Exactly as written, transcribe the lines that run from the one containing "let mut group" to the end of the records below.
====================
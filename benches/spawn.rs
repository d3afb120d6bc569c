use criterion::{criterion_group, criterion_main, BatchSize, Criterion};
use std::hint::black_box;

use corral::prelude::*;

mod common;
use common::*;

fn spawn_benchmark(c: &mut Criterion) {
    let mut group = c.benchmark_group("spawn");

    for &(label, n) in &[("spawn_10k", AGENTS_SMALL), ("spawn_100k", AGENTS_MED)] {
        group.bench_function(label, |b| {
            b.iter_batched(
                World::new,
                |mut world| {
                    populate(&mut world, n);
                    black_box(world);
                },
                BatchSize::LargeInput,
            );
        });
    }

    group.finish();
}

criterion_group!(benches, spawn_benchmark);
criterion_main!(benches);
====================
EXERCISE ANSWER:
    let mut group = c.benchmark_group("spawn");

    for &(label, n) in &[("spawn_10k", AGENTS_SMALL), ("spawn_100k", AGENTS_MED)] {
        group.bench_function(label, |b| {
            b.iter_batched(
                World::new,
                |mut world| {
                    populate(&mut world, n);
                    black_box(world);
                },
                BatchSize::LargeInput,
            );
        });
    }

    group.finish();
}

criterion_group!(benches, spawn_benchmark);
criterion_main!(benches);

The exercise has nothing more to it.